Keyumars or Kiomars () was the name of the first king (shah) of the Pishdadian dynasty of Iran according to the Shahnameh.

The name appears in Avestan in the form of 𐬔𐬀𐬌𐬌𐬊 𐬨𐬆𐬭𐬆𐬙𐬀𐬥  Gaiio Mərətan, or in medieval Zoroastrian texts as Gayōmard or Gayōmart. In the Avesta he is the mythological first human being in the world. The corresponding name in Middle Persian is 𐭪𐭣𐭬𐭫𐭲 Kayōmart. In Ferdowsi's Shahnameh he appears as the first shah of the world. He is also called the pišdād (), the first to practice justice, the lawgiver.

The Avestan form means "the living mortal", from gaya "life" and marətan   "mortal, human being"; cf. Persian mard "human" ().

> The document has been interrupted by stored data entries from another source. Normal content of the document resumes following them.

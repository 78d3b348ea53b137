use chrono::{DateTime, FixedOffset};
use serde::{Deserialize, Serialize};
use uuid::Uuid;

/// One remembered fact inside a scope.
#[derive(Debug, Clone, PartialEq, Serialize, Deserialize)]
#[serde(rename_all = "camelCase")]
pub struct MemoryItem {
    pub id: String,
    pub content: String,
    pub created_at: DateTime<FixedOffset>,
    #[serde(default, skip_serializing_if = "Option::is_none")]
    pub updated_at: Option<DateTime<FixedOffset>>,
    #[serde(default, skip_serializing_if = "Vec::is_empty")]
    pub tags: Vec<String>,
}

impl MemoryItem {
    pub fn new(content: &str, tags: &[String], now: DateTime<FixedOffset>) -> Self {
        let mut item = Self {
            id: Uuid::new_v4().simple().to_string(),
            content: content.trim().to_string(),
            created_at: now,
            updated_at: None,
            tags: Vec::new(),
        };
        item.merge_tags(tags);
        item
    }

    /// When this item was last touched.
    pub fn last_updated(&self) -> DateTime<FixedOffset> {
        self.updated_at.unwrap_or(self.created_at)
    }

    /// Content as used for dedup and matching.
    pub fn normalized(&self) -> String {
        normalize(&self.content)
    }

    /// Add tags not already present, ignoring case. Blank tags are dropped.
    pub fn merge_tags(&mut self, tags: &[String]) {
        for tag in tags {
            let tag = tag.trim();
            if tag.is_empty() {
                continue;
            }
            if !self.tags.iter().any(|t| t.eq_ignore_ascii_case(tag)) {
                self.tags.push(tag.to_string());
            }
        }
    }

    pub fn has_tag(&self, tag: &str) -> bool {
        self.tags.iter().any(|t| t.to_lowercase() == tag)
    }
}

pub fn normalize(content: &str) -> String {
    content.trim().to_lowercase()
}

/// Insert `content` into `items`, or refresh the existing item with the same
/// normalized content. Returns true when an existing item was updated.
pub(crate) fn upsert(
    items: &mut Vec<MemoryItem>,
    content: &str,
    tags: &[String],
    now: DateTime<FixedOffset>,
) -> bool {
    let key = normalize(content);
    if let Some(existing) = items.iter_mut().find(|i| i.normalized() == key) {
        existing.updated_at = Some(now);
        existing.merge_tags(tags);
        return true;
    }
    items.push(MemoryItem::new(content, tags, now));
    false
}

/// Drop the least recently updated items until at most `cap` remain.
/// Ties go to the older `created_at`. Survivors keep their order.
pub(crate) fn enforce_cap(items: &mut Vec<MemoryItem>, cap: usize) -> usize {
    if items.len() <= cap {
        return 0;
    }
    let excess = items.len() - cap;
    let mut order: Vec<usize> = (0..items.len()).collect();
    order.sort_by_key(|&i| (items[i].last_updated(), items[i].created_at));
    let mut evict: Vec<usize> = order.into_iter().take(excess).collect();
    evict.sort_unstable();
    for i in evict.into_iter().rev() {
        items.remove(i);
    }
    excess
}

/// Most recently updated first.
pub(crate) fn newest_first(items: &[MemoryItem], limit: usize) -> Vec<&MemoryItem> {
    let mut sorted: Vec<&MemoryItem> = items.iter().collect();
    sorted.sort_by(|a, b| {
        b.last_updated()
            .cmp(&a.last_updated())
            .then(b.created_at.cmp(&a.created_at))
    });
    sorted.truncate(limit);
    sorted
}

Keyumars is also a popular first name in Persian speaking countries (Iran, Afghanistan and Tajikistan).

In Zoroastrian literature
According to the Zoroastrian creation myth, Gayōmart was the first human, or, according to the Avesta, he was the first person to worship Ahura Mazda. The Avestan forms Mashya and Mashyana appear as the male and female first humans; their names are versions of the word marətan "mortal".

In the eighth book of the Denkard, a reference is made to the Chethrdāt section of the Avesta, which is divided into 21 sections. Apparently this section dealt with how the world and mankind were created, including the creation of Gayōmart. References are also made to the Varshtmānsar section, which also included information about Gayōmart which Ahura Mazda had given to Zoroaster: "For 30 centuries I kept the world from corruption and decay, when the 30th century came to an end the Dīvs assaulted Gayōmart ... But I finally repelled them and plunged them into the darkness".

A concise story of Gayōmart according to Middle Persian texts is given by Zabihollah Safa:

In the Avesta, Gayōmart is named as the pure and righteous, and according to Zoroastrian tradition the genealogy of Zoroaster can be traced through 45 generations to him.

In the Shahnameh
Ferdowsi's great 11th century epic poem, the Shahnameh, begins with the story of Keyumars.  He was the first king to arise among humans, who at that time lived in mountain caves and wore the skins of leopards. Keyumars was also the first human to introduce royal practices and the preparation of food and was also the first practitioner of law and justice. He was so powerful that all humans, tame animals, and wild animals paid homage to him. God (Ahura Mazda) granted Keyumars the supernatural radiance called the farr (Avestan xvarənah), reserved for kings.  His son Siāmak () was beloved of all except the Devil, Ahriman, who raised an army under the command of his own demonic son. When the angel Sorush (Avestan Sraoša) warned Keyumars, Siāmak led an army of his own. Siāmak accepted a challenge to single combat and died at the hands of the demon.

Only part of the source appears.